- [Problem requirements]:
Locate every line in the material below that has the word "ExtractionService". Copy each of those lines.
Given data: Begin
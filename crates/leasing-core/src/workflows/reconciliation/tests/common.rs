use std::collections::HashSet;
use std::sync::{Arc, Mutex};

use async_trait::async_trait;
use axum::response::Response;
use serde_json::Value;

use crate::workflows::inventory::{DealerId, Listing, ListingId, Offer, Transmission};
use crate::workflows::pricing::PricingConfig;
use crate::workflows::reconciliation::{
    ChangeId, ChangeRecord, ChangeStatus, ExtractedVehicle, ExtractionService, ExtractionSession,
    InMemoryInventoryStore, InventoryStore, RawExtractedVehicle, SessionId, StorageOp, StoreError,
    VariantSource,
};

pub(super) fn dealer() -> DealerId {
    DealerId("dealer-42".to_string())
}

pub(super) fn offer(monthly_price: u32, mileage_per_year: u32) -> Offer {
    Offer {
        monthly_price,
        period_months: 36,
        mileage_per_year,
        first_payment: 0,
    }
}

pub(super) fn listing(id: &str, model: &str, variant: &str, monthly_price: u32) -> Listing {
    Listing {
        id: ListingId(id.to_string()),
        dealer_id: dealer(),
        make: "Toyota".to_string(),
        model: model.to_string(),
        variant: variant.to_string(),
        horsepower: None,
        transmission: None,
        fuel_type: Some("Benzin".to_string()),
        retail_price: Some(249_900),
        offers: vec![offer(monthly_price, 15_000), offer(monthly_price + 300, 20_000)],
    }
}

pub(super) fn inventory() -> Vec<Listing> {
    vec![
        listing("lst-aygo", "Aygo X", "Active 72 hk", 2_195),
        listing("lst-yaris", "Yaris", "Style Hybrid 116 hk", 2_795),
        Listing {
            transmission: Some(Transmission::Automatic),
            ..listing("lst-bz4x", "bZ4X", "Executive AWD 218 hk", 4_495)
        },
    ]
}

/// Extracted record carrying the same data as the stored listing.
pub(super) fn extracted_from(listing: &Listing) -> ExtractedVehicle {
    ExtractedVehicle {
        variant_source: VariantSource::Existing,
        confidence: 0.92,
        ..ExtractedVehicle::from_listing(listing)
    }
}

pub(super) fn raw_vehicle(value: Value) -> RawExtractedVehicle {
    serde_json::from_value(value).expect("valid raw vehicle")
}

pub(super) fn empty_batch() -> Vec<RawExtractedVehicle> {
    Vec::new()
}

pub(super) fn seeded_store(listings: Vec<Listing>) -> Arc<InMemoryInventoryStore> {
    let store = InMemoryInventoryStore::new().with_reference_models([
        ("Toyota", "Aygo"),
        ("Toyota", "Aygo X"),
        ("Toyota", "Yaris"),
        ("Toyota", "bZ4X"),
    ]);
    store.seed_listings(listings).expect("seeded");
    Arc::new(store)
}

pub(super) fn build_service(
    listings: Vec<Listing>,
) -> (
    ExtractionService<InMemoryInventoryStore>,
    Arc<InMemoryInventoryStore>,
) {
    let store = seeded_store(listings);
    let service = ExtractionService::new(store.clone(), PricingConfig::default());
    (service, store)
}

pub(super) fn change_ids(records: &[ChangeRecord]) -> Vec<ChangeId> {
    records.iter().map(|record| record.id.clone()).collect()
}

pub(super) async fn read_json_body(response: Response) -> Value {
    let body = axum::body::to_bytes(response.into_body(), 1024 * 1024)
        .await
        .expect("read body");
    serde_json::from_slice(&body).expect("json payload")
}

/// Wraps the in-memory store and fails the apply commit of selected change records.
#[derive(Clone)]
pub(super) struct FlakyStore {
    pub(super) inner: InMemoryInventoryStore,
    failing: Arc<Mutex<HashSet<ChangeId>>>,
}

impl FlakyStore {
    pub(super) fn new(inner: InMemoryInventoryStore) -> Self {
        Self {
            inner,
            failing: Arc::new(Mutex::new(HashSet::new())),
        }
    }

    pub(super) fn fail_change(&self, change_id: ChangeId) {
        self.failing
            .lock()
            .expect("failing set mutex poisoned")
            .insert(change_id);
    }

    fn should_fail(&self, ops: &[StorageOp]) -> bool {
        let failing = self.failing.lock().expect("failing set mutex poisoned");
        ops.iter().any(|op| {
            matches!(
                op,
                StorageOp::SetChangeStatus(update)
                    if update.status == ChangeStatus::Applied
                        && failing.contains(&update.change_id)
            )
        })
    }
}

#[async_trait]
impl InventoryStore for FlakyStore {
    async fn dealer_inventory(&self, dealer_id: &DealerId) -> Result<Vec<Listing>, StoreError> {
        self.inner.dealer_inventory(dealer_id).await
    }

    async fn listing(&self, listing_id: &ListingId) -> Result<Option<Listing>, StoreError> {
        self.inner.listing(listing_id).await
    }

    async fn model_exists(&self, make: &str, model: &str) -> Result<bool, StoreError> {
        self.inner.model_exists(make, model).await
    }

    async fn insert_session(
        &self,
        session: ExtractionSession,
        records: Vec<ChangeRecord>,
    ) -> Result<(), StoreError> {
        self.inner.insert_session(session, records).await
    }

    async fn session(
        &self,
        session_id: &SessionId,
    ) -> Result<Option<ExtractionSession>, StoreError> {
        self.inner.session(session_id).await
    }

    async fn update_session(&self, session: ExtractionSession) -> Result<(), StoreError> {
        self.inner.update_session(session).await
    }

    async fn change_records(
        &self,
        session_id: &SessionId,
    ) -> Result<Vec<ChangeRecord>, StoreError> {
        self.inner.change_records(session_id).await
    }

    async fn commit(&self, ops: Vec<StorageOp>) -> Result<(), StoreError> {
        if self.should_fail(&ops) {
            return Err(StoreError::Unavailable("simulated write failure".to_string()));
        }
        self.inner.commit(ops).await
    }
}

pub(super) struct UnavailableStore;

#[async_trait]
impl InventoryStore for UnavailableStore {
    async fn dealer_inventory(&self, _dealer_id: &DealerId) -> Result<Vec<Listing>, StoreError> {
        Err(StoreError::Unavailable("database offline".to_string()))
    }

    async fn listing(&self, _listing_id: &ListingId) -> Result<Option<Listing>, StoreError> {
        Err(StoreError::Unavailable("database offline".to_string()))
    }

    async fn model_exists(&self, _make: &str, _model: &str) -> Result<bool, StoreError> {
        Err(StoreError::Unavailable("database offline".to_string()))
    }

    async fn insert_session(
        &self,
        _session: ExtractionSession,
        _records: Vec<ChangeRecord>,
    ) -> Result<(), StoreError> {
        Err(StoreError::Unavailable("database offline".to_string()))
    }

    async fn session(
        &self,
        _session_id: &SessionId,
    ) -> Result<Option<ExtractionSession>, StoreError> {
        Err(StoreError::Unavailable("database offline".to_string()))
    }

    async fn update_session(&self, _session: ExtractionSession) -> Result<(), StoreError> {
        Err(StoreError::Unavailable("database offline".to_string()))
    }

    async fn change_records(
        &self,
        _session_id: &SessionId,
    ) -> Result<Vec<ChangeRecord>, StoreError> {
        Err(StoreError::Unavailable("database offline".to_string()))
    }

    async fn commit(&self, _ops: Vec<StorageOp>) -> Result<(), StoreError> {
        Err(StoreError::Unavailable("database offline".to_string()))
    }
}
Given data: End
- [Answer space]:
    ChangeId, ChangeRecord, ChangeStatus, ExtractedVehicle, ExtractionService, ExtractionSession,
    ExtractionService<InMemoryInventoryStore>,
    let service = ExtractionService::new(store.clone(), PricingConfig::default());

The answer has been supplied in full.